The Parvati’s roar, which I always found musical and therapeutic, was wafting through the cool night air. The four of us had attained a mellow state of comfort as we sipped on another round of Teacher’s, sitting in the verandah of our guest house overlooking the river from halfway up the hill. Prasun had been coming to the valley for a decade as a researcher of the hash economy. I got to know him through Saad, my friend and colleague at the university. For us three early-to-midcareer academics buried under the onslaught of the shapeshifting demands and wild expectations of the new commercial university, the open valley with its many freedoms was a welcome reprieve from the capital, its politics and pollution. Teshu was Prasun’s local friend and probably his dealer.

I had almost passed into a content stupor when Teshu’s excited interjections woke me up. I don’t know how the conversation had moved to fights, but Teshu was claiming that there couldn’t be another man on this earth who could take a beating like Gangtok.

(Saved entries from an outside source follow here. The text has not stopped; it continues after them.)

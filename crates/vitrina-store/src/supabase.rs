//! PostgREST client for the Supabase-backed product table.
//!
//! Speaks the canonical product shape directly; the only massaging needed
//! is numeric/id coercion, since PostgREST returns numerics as JSON numbers
//! while [`Product`] carries prices as decimal strings.

use std::time::Duration;

use async_trait::async_trait;
use reqwest::{Client, Url};
use serde_json::Value;

use vitrina_core::{Product, ProductStatus};

use crate::error::StoreError;
use crate::store::{ProductFilter, ProductStore};

const TABLE: &str = "productos";

/// Client for the Supabase REST API (PostgREST conventions).
///
/// Reads use the anon key; the sync path constructs a second instance with
/// the service-role key. Use [`SupabaseStore::new`] for production or point
/// `base_url` at a mock server in tests.
pub struct SupabaseStore {
    http: Client,
    base_url: Url,
    api_key: String,
}

impl SupabaseStore {
    /// Creates a client for the Supabase project at `base_url`.
    ///
    /// # Errors
    ///
    /// Returns [`StoreError::Http`] if the HTTP client cannot be built, or
    /// [`StoreError::InvalidBaseUrl`] if `base_url` does not parse.
    pub fn new(base_url: &str, api_key: &str, timeout_secs: u64) -> Result<Self, StoreError> {
        let http = Client::builder()
            .timeout(Duration::from_secs(timeout_secs))
            .connect_timeout(Duration::from_secs(10))
            .build()?;

        let normalised = format!("{}/", base_url.trim_end_matches('/'));
        let base_url = Url::parse(&normalised).map_err(|e| StoreError::InvalidBaseUrl {
            url: base_url.to_owned(),
            reason: e.to_string(),
        })?;

        Ok(Self {
            http,
            base_url,
            api_key: api_key.to_owned(),
        })
    }

    fn table_url(&self) -> Result<Url, StoreError> {
        self.base_url
            .join(&format!("rest/v1/{TABLE}"))
            .map_err(|e| StoreError::InvalidBaseUrl {
                url: self.base_url.to_string(),
                reason: e.to_string(),
            })
    }

    fn authed(&self, req: reqwest::RequestBuilder) -> reqwest::RequestBuilder {
        req.header("apikey", &self.api_key)
            .bearer_auth(&self.api_key)
    }

    async fn fetch_rows(&self, url: Url) -> Result<Vec<Value>, StoreError> {
        let response = self.authed(self.http.get(url.clone())).send().await?;
        let status = response.status();
        if !status.is_success() {
            return Err(StoreError::UnexpectedStatus {
                status: status.as_u16(),
                url: url.to_string(),
            });
        }
        let body = response.text().await?;
        serde_json::from_str(&body).map_err(|e| StoreError::Deserialize {
            context: url.to_string(),
            source: e,
        })
    }

    /// Sends a write request and parses the representation PostgREST
    /// returns (an array with the affected row).
    async fn write(
        &self,
        req: reqwest::RequestBuilder,
        url: &Url,
        body: &Value,
    ) -> Result<Product, StoreError> {
        let response = self
            .authed(req)
            .header("Prefer", "return=representation")
            .json(body)
            .send()
            .await?;
        let status = response.status();
        if !status.is_success() {
            return Err(StoreError::UnexpectedStatus {
                status: status.as_u16(),
                url: url.to_string(),
            });
        }
        let text = response.text().await?;
        let rows: Vec<Value> = serde_json::from_str(&text).map_err(|e| StoreError::Deserialize {
            context: url.to_string(),
            source: e,
        })?;
        let row = rows.into_iter().next().ok_or_else(|| StoreError::EmptyRecord {
            id: url.to_string(),
        })?;
        parse_row(row, &url.to_string())
    }
}

#[async_trait]
impl ProductStore for SupabaseStore {
    async fn list_all(&self, filter: ProductFilter) -> Result<Vec<Product>, StoreError> {
        let mut url = self.table_url()?;
        {
            let mut pairs = url.query_pairs_mut();
            pairs.append_pair("select", "*");
            pairs.append_pair("order", "created_at.desc");
            if filter.active_only {
                pairs.append_pair("activo", "eq.true");
            }
            if let Some(category) = &filter.category {
                pairs.append_pair("categoria", &format!("eq.{category}"));
            }
            if filter.discounted_only {
                pairs.append_pair("precio_rebajado", "not.is.null");
            }
        }

        let context = url.to_string();
        let rows = self.fetch_rows(url).await?;
        // Rows that fail to parse are skipped rather than failing the whole
        // listing; a single malformed record must not blank the storefront.
        let products = rows
            .into_iter()
            .filter_map(|row| match parse_row(row, &context) {
                Ok(product) => Some(product),
                Err(e) => {
                    tracing::warn!(error = %e, "skipping unparseable product row");
                    None
                }
            })
            .collect();
        Ok(products)
    }

    async fn get_by_id(&self, id: &str) -> Result<Option<Product>, StoreError> {
        let mut url = self.table_url()?;
        {
            let mut pairs = url.query_pairs_mut();
            pairs.append_pair("select", "*");
            pairs.append_pair("id", &format!("eq.{id}"));
            pairs.append_pair("limit", "1");
        }

        let context = url.to_string();
        let rows = self.fetch_rows(url).await?;
        match rows.into_iter().next() {
            Some(row) => Ok(Some(parse_row(row, &context)?)),
            None => Ok(None),
        }
    }

    async fn insert(&self, product: &Product) -> Result<Product, StoreError> {
        let url = self.table_url()?;
        let body = write_body(product, &url)?;
        self.write(self.http.post(url.clone()), &url, &body).await
    }

    async fn update(&self, id: &str, product: &Product) -> Result<Product, StoreError> {
        let mut url = self.table_url()?;
        url.query_pairs_mut().append_pair("id", &format!("eq.{id}"));
        let body = write_body(product, &url)?;
        self.write(self.http.patch(url.clone()), &url, &body).await
    }
}

/// Serializes a product for writing, dropping store-owned columns.
fn write_body(product: &Product, url: &Url) -> Result<Value, StoreError> {
    let mut body = serde_json::to_value(product).map_err(|e| StoreError::Deserialize {
        context: url.to_string(),
        source: e,
    })?;
    if let Value::Object(map) = &mut body {
        map.remove("id");
        map.remove("created_at");
    }
    Ok(body)
}

/// Coerces a PostgREST row into the canonical [`Product`].
///
/// Ids and prices arrive as JSON numbers; both are stringified before
/// deserialization. Unknown status strings collapse to `Disponible`.
fn parse_row(row: Value, context: &str) -> Result<Product, StoreError> {
    let Value::Object(mut map) = row else {
        return Err(StoreError::Deserialize {
            context: context.to_owned(),
            source: serde::de::Error::custom("expected a JSON object row"),
        });
    };

    let id = map.remove("id").and_then(|v| match v {
        Value::String(s) => Some(s),
        Value::Number(n) => Some(n.to_string()),
        _ => None,
    });

    for price_field in ["precio_original", "precio_rebajado"] {
        if let Some(Value::Number(n)) = map.get(price_field) {
            let as_string = Value::String(n.to_string());
            map.insert(price_field.to_owned(), as_string);
        }
    }

    if let Some(Value::String(s)) = map.get("status") {
        let canonical = ProductStatus::from_wire(s).as_wire();
        map.insert("status".to_owned(), Value::String(canonical.to_owned()));
    }

    let mut product: Product =
        serde_json::from_value(Value::Object(map)).map_err(|e| StoreError::Deserialize {
            context: context.to_owned(),
            source: e,
        })?;
    product.id = id;
    Ok(product)
}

‘Bhaijee, Gangtok was this stocky lad who descended on the valley a few years ago. Funny fellow, always smiling, especially when standing around parties. Not saying much. I think he was a little slow in the mind. You know what I mean?

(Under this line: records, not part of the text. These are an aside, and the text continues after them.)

use std::time::Duration;

use async_trait::async_trait;

use crate::error::ImageError;

/// Object-storage operations the image resolver needs: listing keys under a
/// prefix and issuing time-limited signed GET URLs.
///
/// [`crate::S3Gateway`] is the production implementation; tests substitute
/// in-memory fakes.
#[async_trait]
pub trait BlobStore: Send + Sync {
    /// Lists object keys starting with `prefix`, in the store's listing order.
    async fn list_objects(&self, prefix: &str) -> Result<Vec<String>, ImageError>;

    /// Generates a presigned GET URL for `key`, valid for `expires_in`.
    async fn presign_get(&self, key: &str, expires_in: Duration) -> Result<String, ImageError>;
}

‘Anyway, this was when we still had maximum foreign tourists. Israelis and others. Those were the days, Bhaijee. It was around that time that the Italian, Marco, had set up the furnace in the village and crafted that green ceramic chillum we used last night. But where was I?’

‘Gangtok used to stand around at parties,’ replied Saad.

‘Ah, yes. He was a funny fellow, working odd jobs at different dhabas and parties. All of us would get high together but Gangtok wouldn’t take more than a few puffs. He would just stand around, gawking, stupidly smiling, as we would all get stoned. But all that standing around ended on the day I caught him red-handed.’

‘Caught him doing what?’

‘Caught him stealing, Bhaijee. The guests’ belonging had been disappearing from parties for a while, and that’s not just bad for business, it is a blot against our name. How could we allow it? I had suspected him all along – that smiley-faced standing around, that slinking through parties and all that. Who travels so far from home anyway? But this Monu Bhai (whom we knew since yesterday to be the young village head) kept saying that you can’t suspect a man without due cause. He wanted proof.

‘Well, I had been keeping an eye out…

‘Eh, Shambhu, get another Coke. Achha, not chilled, ok, then give water with ice.

‘Anyway, so where was I?’

‘You had been keeping your eye out.’ It was Saad who responded again.

‘Yes, so this was during the high monsoon season. No new tourists were coming in anymore and only those who had stayed through the summer season were around. Still, this fool didn’t let up. Just the previous week a camera kit had been stolen from a party.

‘This time I decided to act as if I was stoned at the party and pretended I had passed out. But I kept squinting through nearly shut eyes at our man. The moment he picked up a bag, thinking himself in the clear I sidled up behind him, and, before he knew it, grabbed him by his collar with my left and gave him a tight whack across his face with my right as he turned around in shock, saala benchod.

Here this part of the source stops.